Task brief » Retype, word for word, each line between the lines holding "Property::Italic => self.italic" and "Property::SectionBreak => self.break_type", inclusive, and leave the rest of the data alone.

[Provided material]

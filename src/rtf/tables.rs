//! Keyword and property tables.
//!
//! `KEYWORDS` maps every recognized control word (or control symbol) to what
//! the parser should do with it. Property keywords point into `PROPERTIES`,
//! which records the action width and the format struct a property lives in.
//! Both tables are compile-time constants shared by every context.

use super::types::{
    CharacterFormat, DocumentFormat, Justification, PageNumberFormat, ParagraphFormat,
    SectionBreak, SectionFormat,
};
use phf::{Map, phf_map};

/// Formatting properties that keywords can change.
#[derive(Debug, Clone, Copy, PartialEq, Eq, Hash)]
pub enum Property {
    FontFamily,
    FontCharset,
    ColorRed,
    ColorGreen,
    ColorBlue,
    Font,
    FontSize,
    BgColor,
    FgColor,
    Bold,
    Italic,
    Underline,
    LeftIndent,
    RightIndent,
    FirstIndent,
    Columns,
    PageNumberX,
    PageNumberY,
    PageWidth,
    PageHeight,
    MarginLeft,
    MarginRight,
    MarginTop,
    MarginBottom,
    PageNumberStart,
    SectionBreak,
    PageNumberFormat,
    FacingPages,
    Landscape,
    Justification,
    ParagraphDefaults,
    PlainText,
    SectionDefaults,
}

impl Property {
    /// Table entry describing how this property is stored.
    #[inline]
    pub fn descriptor(self) -> &'static PropertyDescriptor {
        &PROPERTIES[self as usize]
    }
}

/// How a property value is written.
#[derive(Debug, Clone, Copy, PartialEq, Eq)]
pub enum Action {
    /// Store the low byte of the parameter
    Byte,
    /// Store the full parameter
    Word,
    /// Needs code: pending table values or a structural reset
    Special,
}

/// Which format struct a property belongs to.
#[derive(Debug, Clone, Copy, PartialEq, Eq)]
pub enum Target {
    Character,
    Paragraph,
    Section,
    Document,
}

#[derive(Debug, Clone, Copy, PartialEq, Eq)]
pub struct PropertyDescriptor {
    pub action: Action,
    pub target: Target,
}

const fn prop(action: Action, target: Target) -> PropertyDescriptor {
    PropertyDescriptor { action, target }
}

/// Indexed by `Property as usize`; keep in declaration order.
static PROPERTIES: [PropertyDescriptor; 33] = [
    prop(Action::Special, Target::Character),  // FontFamily
    prop(Action::Word, Target::Character),     // FontCharset
    prop(Action::Special, Target::Character),  // ColorRed
    prop(Action::Special, Target::Character),  // ColorGreen
    prop(Action::Special, Target::Character),  // ColorBlue
    prop(Action::Word, Target::Character),     // Font
    prop(Action::Word, Target::Character),     // FontSize
    prop(Action::Byte, Target::Character),     // BgColor
    prop(Action::Byte, Target::Character),     // FgColor
    prop(Action::Byte, Target::Character),     // Bold
    prop(Action::Byte, Target::Character),     // Italic
    prop(Action::Byte, Target::Character),     // Underline
    prop(Action::Word, Target::Paragraph),     // LeftIndent
    prop(Action::Word, Target::Paragraph),     // RightIndent
    prop(Action::Word, Target::Paragraph),     // FirstIndent
    prop(Action::Word, Target::Section),       // Columns
    prop(Action::Word, Target::Section),       // PageNumberX
    prop(Action::Word, Target::Section),       // PageNumberY
    prop(Action::Word, Target::Document),      // PageWidth
    prop(Action::Word, Target::Document),      // PageHeight
    prop(Action::Word, Target::Document),      // MarginLeft
    prop(Action::Word, Target::Document),      // MarginRight
    prop(Action::Word, Target::Document),      // MarginTop
    prop(Action::Word, Target::Document),      // MarginBottom
    prop(Action::Word, Target::Document),      // PageNumberStart
    prop(Action::Byte, Target::Section),       // SectionBreak
    prop(Action::Byte, Target::Section),       // PageNumberFormat
    prop(Action::Byte, Target::Document),      // FacingPages
    prop(Action::Byte, Target::Document),      // Landscape
    prop(Action::Byte, Target::Paragraph),     // Justification
    prop(Action::Special, Target::Paragraph),  // ParagraphDefaults
    prop(Action::Special, Target::Character),  // PlainText
    prop(Action::Special, Target::Section),    // SectionDefaults
];

/// Destinations a keyword can switch to.
#[derive(Debug, Clone, Copy, PartialEq, Eq)]
pub enum DestinationChange {
    FontTable,
    ColorTable,
    Info,
    Title,
    Subject,
    Author,
    Skip,
}

/// Keywords handled by dedicated code in the parser.
#[derive(Debug, Clone, Copy, PartialEq, Eq)]
pub enum SpecialAction {
    /// `\binN`: the next N bytes are raw data
    Binary,
    /// `\*`: skip the following destination if it is unknown
    SkipDestination,
    /// `\'hh`: one byte written as two hex digits
    Hex,
}

#[derive(Debug, Clone, Copy, PartialEq, Eq)]
pub enum KeywordKind {
    Property(Property),
    Character(u8),
    Destination(DestinationChange),
    Special(SpecialAction),
}

/// One keyword table entry.
#[derive(Debug, Clone, Copy, PartialEq, Eq)]
pub struct Symbol {
    /// Parameter used when the keyword has none (or always, if forced)
    pub default: i32,
    /// Ignore any supplied parameter and use `default`
    pub force_default: bool,
    pub kind: KeywordKind,
}

impl Symbol {
    /// Effective parameter for a keyword occurrence.
    #[inline]
    pub fn parameter(&self, supplied: Option<i32>) -> i32 {
        match supplied {
            Some(value) if !self.force_default => value,
            _ => self.default,
        }
    }
}

const fn property(default: i32, force_default: bool, property: Property) -> Symbol {
    Symbol {
        default,
        force_default,
        kind: KeywordKind::Property(property),
    }
}

const fn character(value: u8) -> Symbol {
    Symbol {
        default: 0,
        force_default: false,
        kind: KeywordKind::Character(value),
    }
}

const fn destination(change: DestinationChange) -> Symbol {
    Symbol {
        default: 0,
        force_default: false,
        kind: KeywordKind::Destination(change),
    }
}

const fn special(action: SpecialAction) -> Symbol {
    Symbol {
        default: 0,
        force_default: false,
        kind: KeywordKind::Special(action),
    }
}

/// Every control word and control symbol the parser recognizes.
pub static KEYWORDS: Map<&'static str, Symbol> = phf_map! {
    // Font table
    "fonttbl" => destination(DestinationChange::FontTable),
    "fnil" => property(0, true, Property::FontFamily),
    "froman" => property(1, true, Property::FontFamily),
    "fswiss" => property(2, true, Property::FontFamily),
    "fmodern" => property(3, true, Property::FontFamily),
    "fscript" => property(4, true, Property::FontFamily),
    "fdecor" => property(5, true, Property::FontFamily),
    "ftech" => property(6, true, Property::FontFamily),
    "fbidi" => property(7, true, Property::FontFamily),
    "fcharset" => property(0, false, Property::FontCharset),

    // Color table
    "colortbl" => destination(DestinationChange::ColorTable),
    "red" => property(0, false, Property::ColorRed),
    "green" => property(0, false, Property::ColorGreen),
    "blue" => property(0, false, Property::ColorBlue),

    // Document info
    "info" => destination(DestinationChange::Info),
    "title" => destination(DestinationChange::Title),
    "subject" => destination(DestinationChange::Subject),
    "author" => destination(DestinationChange::Author),

    // Character formatting
    "f" => property(0, false, Property::Font),
    "fs" => property(24, false, Property::FontSize),
    "cb" => property(1, false, Property::BgColor),
    "cf" => property(1, false, Property::FgColor),
    "b" => property(1, false, Property::Bold),
    "ul" => property(1, false, Property::Underline),
    "ulnone" => property(0, true, Property::Underline),
    "i" => property(1, false, Property::Italic),
    "plain" => property(0, false, Property::PlainText),

    // Paragraph formatting
    "li" => property(0, false, Property::LeftIndent),
    "ri" => property(0, false, Property::RightIndent),
    "fi" => property(0, false, Property::FirstIndent),
    "qc" => property(2, true, Property::Justification),
    "ql" => property(0, true, Property::Justification),
    "qr" => property(1, true, Property::Justification),
    "qj" => property(3, true, Property::Justification),
    "pard" => property(0, false, Property::ParagraphDefaults),

    // Section formatting
    "cols" => property(1, false, Property::Columns),
    "sbknone" => property(0, true, Property::SectionBreak),
    "sbkcol" => property(1, true, Property::SectionBreak),
    "sbkeven" => property(2, true, Property::SectionBreak),
    "sbkodd" => property(3, true, Property::SectionBreak),
    "sbkpage" => property(4, true, Property::SectionBreak),
    "pgnx" => property(0, false, Property::PageNumberX),
    "pgny" => property(0, false, Property::PageNumberY),
    "pgndec" => property(0, true, Property::PageNumberFormat),
    "pgnucrm" => property(1, true, Property::PageNumberFormat),
    "pgnlcrm" => property(2, true, Property::PageNumberFormat),
    "pgnucltr" => property(3, true, Property::PageNumberFormat),
    "pgnlcltr" => property(4, true, Property::PageNumberFormat),
    "sectd" => property(0, false, Property::SectionDefaults),

    // Document formatting
    "paperw" => property(12240, false, Property::PageWidth),
    "paperh" => property(15480, false, Property::PageHeight),
    "margl" => property(1800, false, Property::MarginLeft),
    "margr" => property(1800, false, Property::MarginRight),
    "margt" => property(1440, false, Property::MarginTop),
    "margb" => property(1440, false, Property::MarginBottom),
    "pgnstart" => property(1, true, Property::PageNumberStart),
    "facingp" => property(1, true, Property::FacingPages),
    "landscape" => property(1, true, Property::Landscape),

    // Characters
    "line" => character(b'\n'),
    "par" => character(b'\n'),
    "\n" => character(b'\n'),
    "\r" => character(b'\n'),
    "tab" => character(b'\t'),
    "ldblquote" => character(b'"'),
    "rdblquote" => character(b'"'),
    "{" => character(b'{'),
    "}" => character(b'}'),
    "\\" => character(b'\\'),

    // Special handling
    "bin" => special(SpecialAction::Binary),
    "*" => special(SpecialAction::SkipDestination),
    "'" => special(SpecialAction::Hex),

    // Destinations that are recognized only to be skipped
    "bkmkend" => destination(DestinationChange::Skip),
    "bkmkstart" => destination(DestinationChange::Skip),
    "buptim" => destination(DestinationChange::Skip),
    "comment" => destination(DestinationChange::Skip),
    "creatim" => destination(DestinationChange::Skip),
    "doccomm" => destination(DestinationChange::Skip),
    "footer" => destination(DestinationChange::Skip),
    "footerf" => destination(DestinationChange::Skip),
    "footerl" => destination(DestinationChange::Skip),
    "footerr" => destination(DestinationChange::Skip),
    "footnote" => destination(DestinationChange::Skip),
    "ftncn" => destination(DestinationChange::Skip),
    "ftnsep" => destination(DestinationChange::Skip),
    "ftnsepc" => destination(DestinationChange::Skip),
    "header" => destination(DestinationChange::Skip),
    "headerf" => destination(DestinationChange::Skip),
    "headerl" => destination(DestinationChange::Skip),
    "headerr" => destination(DestinationChange::Skip),
    "keywords" => destination(DestinationChange::Skip),
    "operator" => destination(DestinationChange::Skip),
    "pict" => destination(DestinationChange::Skip),
    "printim" => destination(DestinationChange::Skip),
    "private1" => destination(DestinationChange::Skip),
    "revtim" => destination(DestinationChange::Skip),
    "rxe" => destination(DestinationChange::Skip),
    "stylesheet" => destination(DestinationChange::Skip),
    "tc" => destination(DestinationChange::Skip),
    "txe" => destination(DestinationChange::Skip),
    "xe" => destination(DestinationChange::Skip),
};

/// Look up a keyword.
#[inline]
pub fn lookup(keyword: &str) -> Option<&'static Symbol> {
    KEYWORDS.get(keyword)
}

/// Format structs that byte and word properties can be written into.
///
/// The setters return `false` when the property has no field of that width
/// in the struct, which indicates a table defect.
pub trait PropertyTarget {
    fn set_byte(&mut self, property: Property, value: u8) -> bool;
    fn set_word(&mut self, property: Property, value: i32) -> bool;
}

impl PropertyTarget for CharacterFormat {
    fn set_byte(&mut self, property: Property, value: u8) -> bool {
        match property {
            Property::BgColor => self.bg_color = value,
            Property::FgColor => self.fg_color = value,
            Property::Bold => self.bold = value != 0,
            Property::Italic => self.italic = value != 0,
            Property::Underline => self.underline = value != 0,
            _ => return false,
        }
        true
    }

    fn set_word(&mut self, property: Property, value: i32) -> bool {
        match property {
            Property::FontCharset => self.font_charset = value,
            Property::Font => self.font = value,
            Property::FontSize => self.font_size = value,
            _ => return false,
        }
        true
    }
}

impl PropertyTarget for ParagraphFormat {
    fn set_byte(&mut self, property: Property, value: u8) -> bool {
        match property {
            Property::Justification => self.justification = Justification::from_byte(value),
            _ => return false,
        }
        true
    }

    fn set_word(&mut self, property: Property, value: i32) -> bool {
        match property {
            Property::LeftIndent => self.left_indent = value,
            Property::RightIndent => self.right_indent = value,
            Property::FirstIndent => self.first_indent = value,
            _ => return false,
        }
        true
    }
}

impl PropertyTarget for SectionFormat {
    fn set_byte(&mut self, property: Property, value: u8) -> bool {
        match property {
            Property::SectionBreak => self.break_type = SectionBreak::from_byte(value),
            Property::PageNumberFormat => {
                self.page_number_format = PageNumberFormat::from_byte(value)
            },
            _ => return false,
        }
        true
    }

    fn set_word(&mut self, property: Property, value: i32) -> bool {
        match property {
            Property::Columns => self.columns = value,
            Property::PageNumberX => self.page_number_x = value,
            Property::PageNumberY => self.page_number_y = value,
            _ => return false,
        }
        true
    }
}

impl PropertyTarget for DocumentFormat {
    fn set_byte(&mut self, property: Property, value: u8) -> bool {
        match property {
            Property::FacingPages => self.facing_pages = value != 0,
            Property::Landscape => self.landscape = value != 0,
            _ => return false,
        }
        true
    }

    fn set_word(&mut self, property: Property, value: i32) -> bool {
        match property {
            Property::PageWidth => self.page_width = value,
            Property::PageHeight => self.page_height = value,
            Property::MarginLeft => self.margin_left = value,
            Property::MarginRight => self.margin_right = value,
            Property::MarginTop => self.margin_top = value,
            Property::MarginBottom => self.margin_bottom = value,
            Property::PageNumberStart => self.page_number_start = value,
            _ => return false,
        }
        true
    }
}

[/Provided material]

Solution »
            Property::Italic => self.italic = value != 0,
            Property::Underline => self.underline = value != 0,
            _ => return false,
        }
        true
    }

    fn set_word(&mut self, property: Property, value: i32) -> bool {
        match property {
            Property::FontCharset => self.font_charset = value,
            Property::Font => self.font = value,
            Property::FontSize => self.font_size = value,
            _ => return false,
        }
        true
    }
}

impl PropertyTarget for ParagraphFormat {
    fn set_byte(&mut self, property: Property, value: u8) -> bool {
        match property {
            Property::Justification => self.justification = Justification::from_byte(value),
            _ => return false,
        }
        true
    }

    fn set_word(&mut self, property: Property, value: i32) -> bool {
        match property {
            Property::LeftIndent => self.left_indent = value,
            Property::RightIndent => self.right_indent = value,
            Property::FirstIndent => self.first_indent = value,
            _ => return false,
        }
        true
    }
}

impl PropertyTarget for SectionFormat {
    fn set_byte(&mut self, property: Property, value: u8) -> bool {
        match property {
            Property::SectionBreak => self.break_type = SectionBreak::from_byte(value),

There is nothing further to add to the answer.